use serde::{Deserialize, Serialize};
use std::io::ErrorKind;
use std::path::PathBuf;
use std::sync::Mutex;

pub trait ConfigSerializer<TConfig> {
    fn serialize(&self, config: &TConfig) -> Result<String, String>;
    fn deserialize(&self, content: &str) -> Result<TConfig, String>;
}

pub trait ConfigContentProvider {
    fn get_config_content(&self) -> Result<Option<String>, String>;
    fn set_config_content(&self, content: &str) -> Result<(), String>;
}

pub trait Validate {
    fn validate(&self) -> Result<(), String>;
}

#[derive(Default)]
pub struct YamlConfigSerializer;

impl YamlConfigSerializer {
    pub fn new() -> Self {
        Self
    }
}

impl<TConfig> ConfigSerializer<TConfig> for YamlConfigSerializer
where
    TConfig: for<'de> Deserialize<'de> + Serialize,
{
    fn serialize(&self, config: &TConfig) -> Result<String, String> {
        serde_yaml_ng::to_string(config).map_err(|e| format!("Failed to serialize config: {}", e))
    }

    fn deserialize(&self, content: &str) -> Result<TConfig, String> {
        serde_yaml_ng::from_str(content).map_err(|e| format!("Failed to deserialize config: {}", e))
    }
}

/// Reads the config from a file; a missing file means "use defaults".
pub struct FileContentConfigProvider {
    file_path: PathBuf,
}

impl FileContentConfigProvider {
    pub fn new(file_path: impl Into<PathBuf>) -> Self {
        Self { file_path: file_path.into() }
    }

    pub fn file_path(&self) -> &PathBuf {
        &self.file_path
    }
}

impl ConfigContentProvider for FileContentConfigProvider {
    fn get_config_content(&self) -> Result<Option<String>, String> {
        match std::fs::read_to_string(&self.file_path) {
            Ok(content) => Ok(Some(content)),
            Err(err) if err.kind() == ErrorKind::NotFound => Ok(None),
            Err(err) => Err(format!("Failed to read config file: {}", err)),
        }
    }

    fn set_config_content(&self, content: &str) -> Result<(), String> {
        std::fs::write(&self.file_path, content)
            .map_err(|e| format!("Failed to write config file: {}", e))
    }
}

/// Loads, validates and caches a config. The first successful load is kept
/// until `set_config` replaces it.
pub struct ConfigManager<TConfigContentProvider, TConfig, TConfigSerializer = YamlConfigSerializer>
where
    TConfigContentProvider: ConfigContentProvider,
    TConfigSerializer: ConfigSerializer<TConfig>,
{
    config_serializer: TConfigSerializer,
    config_content_provider: TConfigContentProvider,
    config: Mutex<Option<TConfig>>,
}

impl<TConfig> ConfigManager<FileContentConfigProvider, TConfig, YamlConfigSerializer>
where
    TConfig: for<'de> Deserialize<'de> + Serialize,
{
    pub fn from_yaml_file(file_path: impl Into<PathBuf>) -> Self {
        Self::new(FileContentConfigProvider::new(file_path), YamlConfigSerializer::new())
    }
}

impl<TConfigContentProvider, TConfig, TConfigSerializer>
    ConfigManager<TConfigContentProvider, TConfig, TConfigSerializer>
where
    TConfigContentProvider: ConfigContentProvider,
    TConfigSerializer: ConfigSerializer<TConfig>,
{
    pub fn new(
        config_content_provider: TConfigContentProvider,
        config_serializer: TConfigSerializer,
    ) -> Self {
        Self {
            config: Mutex::new(None),
            config_content_provider,
            config_serializer,
        }
    }
}

impl<TConfigContentProvider, TConfig, TConfigSerializer>
    ConfigManager<TConfigContentProvider, TConfig, TConfigSerializer>
where
    TConfigContentProvider: ConfigContentProvider,
    TConfig: Clone + Validate + Default,
    TConfigSerializer: ConfigSerializer<TConfig>,
{
    pub fn get_config(&self) -> Result<TConfig, String> {
        let mut current = self
            .config
            .lock()
            .map_err(|e| format!("Config lock poisoned: {}", e))?;

        if let Some(config) = current.as_ref() {
            return Ok(config.clone());
        }

        if let Some(config_data) = self.config_content_provider.get_config_content()? {
            let config = self.config_serializer.deserialize(&config_data)?;

            config.validate().map_err(|e| format!("Config validation error: {}", e))?;

            *current = Some(config.clone());
            return Ok(config);
        }

        Ok(TConfig::default())
    }

    pub fn set_config(&self, config: &TConfig) -> Result<(), String> {
        config.validate().map_err(|e| format!("Config validation error: {}", e))?;

        let serialized_config = self.config_serializer.serialize(config)?;

        self.config_content_provider.set_config_content(&serialized_config)?;

        let mut current = self
            .config
            .lock()
            .map_err(|e| format!("Config lock poisoned: {}", e))?;
        *current = Some(config.clone());
        Ok(())
    }
}

#[cfg(test)]
mod tests {
    use super::*;
    use std::cell::RefCell;

    #[derive(Debug, Default, Clone, PartialEq, Serialize, Deserialize)]
    struct TestConfig {
        depth: u32,
        name: String,
    }

    impl Validate for TestConfig {
        fn validate(&self) -> Result<(), String> {
            if self.depth > 9 {
                return Err("depth must not exceed 9".to_string());
            }
            Ok(())
        }
    }

    struct MemoryContentProvider {
        content: RefCell<Option<String>>,
    }

    impl MemoryContentProvider {
        fn new(content: Option<&str>) -> Self {
            Self { content: RefCell::new(content.map(str::to_string)) }
        }
    }

    impl ConfigContentProvider for MemoryContentProvider {
        fn get_config_content(&self) -> Result<Option<String>, String> {
            Ok(self.content.borrow().clone())
        }

        fn set_config_content(&self, content: &str) -> Result<(), String> {
            *self.content.borrow_mut() = Some(content.to_string());
            Ok(())
        }
    }

    fn get_temp_file_path() -> PathBuf {
        let random_number: u32 = rand::random();
        std::env::temp_dir().join(format!("temp_tictactoe_engine_config_{}.yaml", random_number))
    }

    #[test]
    fn test_missing_content_yields_default() {
        let manager: ConfigManager<_, TestConfig> =
            ConfigManager::new(MemoryContentProvider::new(None), YamlConfigSerializer::new());
        assert_eq!(manager.get_config().unwrap(), TestConfig::default());
    }

    #[test]
    fn test_invalid_content_is_rejected() {
        let provider = MemoryContentProvider::new(Some("depth: 12\nname: deep\n"));
        let manager: ConfigManager<_, TestConfig> =
            ConfigManager::new(provider, YamlConfigSerializer::new());
        let err = manager.get_config().unwrap_err();
        assert!(err.starts_with("Config validation error"));
    }

    #[test]
    fn test_unparseable_content_is_rejected() {
        let provider = MemoryContentProvider::new(Some("depth: [oops"));
        let manager: ConfigManager<_, TestConfig> =
            ConfigManager::new(provider, YamlConfigSerializer::new());
        let err = manager.get_config().unwrap_err();
        assert!(err.starts_with("Failed to deserialize config"));
    }

    #[test]
    fn test_set_config_rejects_invalid_config() {
        let manager: ConfigManager<_, TestConfig> =
            ConfigManager::new(MemoryContentProvider::new(None), YamlConfigSerializer::new());
        let config = TestConfig { depth: 10, name: "x".to_string() };
        assert!(manager.set_config(&config).is_err());
        assert_eq!(manager.get_config().unwrap(), TestConfig::default());
    }

    #[test]
    fn test_file_provider_missing_file_is_none() {
        let provider = FileContentConfigProvider::new(get_temp_file_path());
        assert_eq!(provider.get_config_content().unwrap(), None);
    }

    #[test]
    fn test_manager_round_trip_through_file() {
        let path = get_temp_file_path();
        let config = TestConfig { depth: 4, name: "file".to_string() };

        let manager: ConfigManager<_, TestConfig> = ConfigManager::from_yaml_file(path.clone());
        manager.set_config(&config).unwrap();
        assert_eq!(manager.get_config().unwrap(), config);

        let reloaded: ConfigManager<_, TestConfig> = ConfigManager::from_yaml_file(path.clone());
        assert_eq!(reloaded.get_config().unwrap(), config);

        let _ = std::fs::remove_file(path);
    }
}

Work request: Throughout the records above, find the lines in which the word "reloaded" appears and return them.

Answer for the task:
        let reloaded: ConfigManager<_, TestConfig> = ConfigManager::from_yaml_file(path.clone());
        assert_eq!(reloaded.get_config().unwrap(), config);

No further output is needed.